IMPORTANT AUTHOR'S NOTE REGARDING HALF-BLOOD PRINCE: Alright, because I started this before HPB was published, I have to tell you what I'm keeping. I AM NOT KEEPING: Draco/Snape turning bad, Dumbledore dying, and . . . well . . . that's about it. If I think up anything else, I'll let you know.
Chapter Fourteen: Professor Every
The clock on the mantle above the fireplace chimed ten thirty. Four people were still in the Gryffindor common room. Two of there were concerned friends.
Harry and Ron had long ago abandoned their game of wizard's chess and were now staring at each other. One of Hermione's annoying traits was her tendency to be on time. 'On time' (even with Hermione's need to obsessive-compulsively search everywhere during her rounds) had passed a half-hour earlier.
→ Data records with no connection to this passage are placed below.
//! One live peer media connection.
//!
//! A [`MediaSession`] is created when negotiation completes and owns the
//! connection until explicit close, transport failure, or a `Leave` from
//! its peer. The audio boundary consumes it through `send`/`receive`;
//! the peer manager keeps a [`SessionHandle`] so a `Leave` can tear the
//! connection down. When the transport dies on its own the session
//! closes itself and reports back so the manager can free its slot.

use std::sync::Arc;
use std::sync::atomic::{AtomicBool, Ordering};

use bytes::Bytes;
use log::{debug, info, warn};
use tokio::sync::{mpsc, watch};

use crate::media::transport::{MediaError, PeerConnection};

const FRAME_BUFFER: usize = 256;

/// Which side of the negotiation created this session.
#[derive(Debug, Clone, Copy, PartialEq, Eq)]
pub enum SessionRole {
    Initiator,
    Responder,
}

impl std::fmt::Display for SessionRole {
    fn fmt(&self, f: &mut std::fmt::Formatter<'_>) -> std::fmt::Result {
        f.write_str(match self {
            SessionRole::Initiator => "initiator",
            SessionRole::Responder => "responder",
        })
    }
}

/// Sent to the peer manager when a session ends on its own (transport
/// failure or abandoned consumer), never for manager-initiated closes.
#[derive(Debug, Clone, PartialEq, Eq)]
pub struct SessionEnded {
    pub peer: String,
    pub reason: String,
}

struct SessionShared {
    peer: String,
    conn: Arc<dyn PeerConnection>,
    muted: AtomicBool,
    closed: AtomicBool,
    done: watch::Sender<bool>,
    ended_tx: mpsc::Sender<SessionEnded>,
}

impl SessionShared {
    /// Returns true if this call performed the close.
    async fn close(&self, reason: &str) -> bool {
        if self.closed.swap(true, Ordering::SeqCst) {
            return false;
        }
        info!(target: "Media", "Closing session with {}: {reason}", self.peer);
        self.conn.close(reason).await;
        let _ = self.done.send(true);
        true
    }

    async fn end_autonomously(&self, reason: &str) {
        if self.close(reason).await {
            let _ = self
                .ended_tx
                .send(SessionEnded {
                    peer: self.peer.clone(),
                    reason: reason.to_string(),
                })
                .await;
        }
    }
}

/// Audio-side handle to the session.
pub struct MediaSession {
    shared: Arc<SessionShared>,
    frames: mpsc::Receiver<Bytes>,
}

/// Peer-manager-side handle to the same session.
#[derive(Clone)]
pub struct SessionHandle {
    shared: Arc<SessionShared>,
}

/// Wrap an established connection, spawning its receive pump.
pub fn establish(
    peer: String,
    role: SessionRole,
    conn: Box<dyn PeerConnection>,
    ended_tx: mpsc::Sender<SessionEnded>,
) -> (MediaSession, SessionHandle) {
    info!(target: "Media", "Session with {peer} established ({role})");

    let (frame_tx, frame_rx) = mpsc::channel(FRAME_BUFFER);
    let (done_tx, done_rx) = watch::channel(false);
    let shared = Arc::new(SessionShared {
        peer,
        conn: Arc::from(conn),
        // Transmission stays suppressed until the call layer unmutes.
        muted: AtomicBool::new(true),
        closed: AtomicBool::new(false),
        done: done_tx,
        ended_tx,
    });

    tokio::spawn(receive_pump(shared.clone(), frame_tx, done_rx));

    (
        MediaSession {
            shared: shared.clone(),
            frames: frame_rx,
        },
        SessionHandle { shared },
    )
}

async fn receive_pump(
    shared: Arc<SessionShared>,
    frame_tx: mpsc::Sender<Bytes>,
    mut done: watch::Receiver<bool>,
) {
    loop {
        tokio::select! {
            frame = shared.conn.recv() => match frame {
                Some(frame) => {
                    if frame_tx.send(frame).await.is_err() {
                        shared.end_autonomously("receiver dropped").await;
                        return;
                    }
                }
                None => {
                    shared.end_autonomously("transport ended").await;
                    return;
                }
            },
            _ = done.changed() => return,
        }
    }
}

impl MediaSession {
    pub fn peer(&self) -> &str {
        &self.shared.peer
    }

    pub fn is_closed(&self) -> bool {
        self.shared.closed.load(Ordering::SeqCst)
    }

    /// Transmit one opaque audio frame. Datagram semantics: no ordering,
    /// no retransmission. Silently dropped while muted.
    pub async fn send(&self, frame: Bytes) -> Result<(), MediaError> {
        if self.is_closed() {
            return Err(MediaError::Closed);
        }
        if self.shared.muted.load(Ordering::SeqCst) {
            debug!(target: "Media", "Muted, dropping outbound frame");
            return Ok(());
        }
        if let Err(e) = self.shared.conn.send(frame).await {
            warn!(target: "Media", "Send failed: {e}");
            self.shared.end_autonomously("transport failure").await;
            return Err(e);
        }
        Ok(())
    }

    /// Next inbound frame; `None` once the session has ended.
    pub async fn receive(&mut self) -> Option<Bytes> {
        self.frames.recv().await
    }

    /// Gate local transmission without tearing the session down.
    pub fn set_muted(&self, muted: bool) {
        self.shared.muted.store(muted, Ordering::SeqCst);
    }

    /// Graceful teardown; idempotent.
    pub async fn close(&self, reason: &str) {
        self.shared.close(reason).await;
    }
}

impl SessionHandle {
    pub fn peer(&self) -> &str {
        &self.shared.peer
    }

    pub async fn close(&self, reason: &str) {
        self.shared.close(reason).await;
    }
}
"Where the bloody hell is she?" finally asked Ron, breaking the icy silence. Neither mentioned it aloud, but they were remembering clearly the incident with the snake over the summer. Voldemort was ruthless in his efficiency. Even Hogwarts wasn't safe.
After an unseemly pause Harry said lamely, "I'm sure that Hermione has a reason for being late." Bullshit, retorted the little voice in the back of his head. Harry and Ron both knew that it was bullshit, but they needed reassurance.
Hermione's face frozen in surprise as the snake sank its fangs into her ankles.
Her eyes rolling as the venom steadily pulsed through her system.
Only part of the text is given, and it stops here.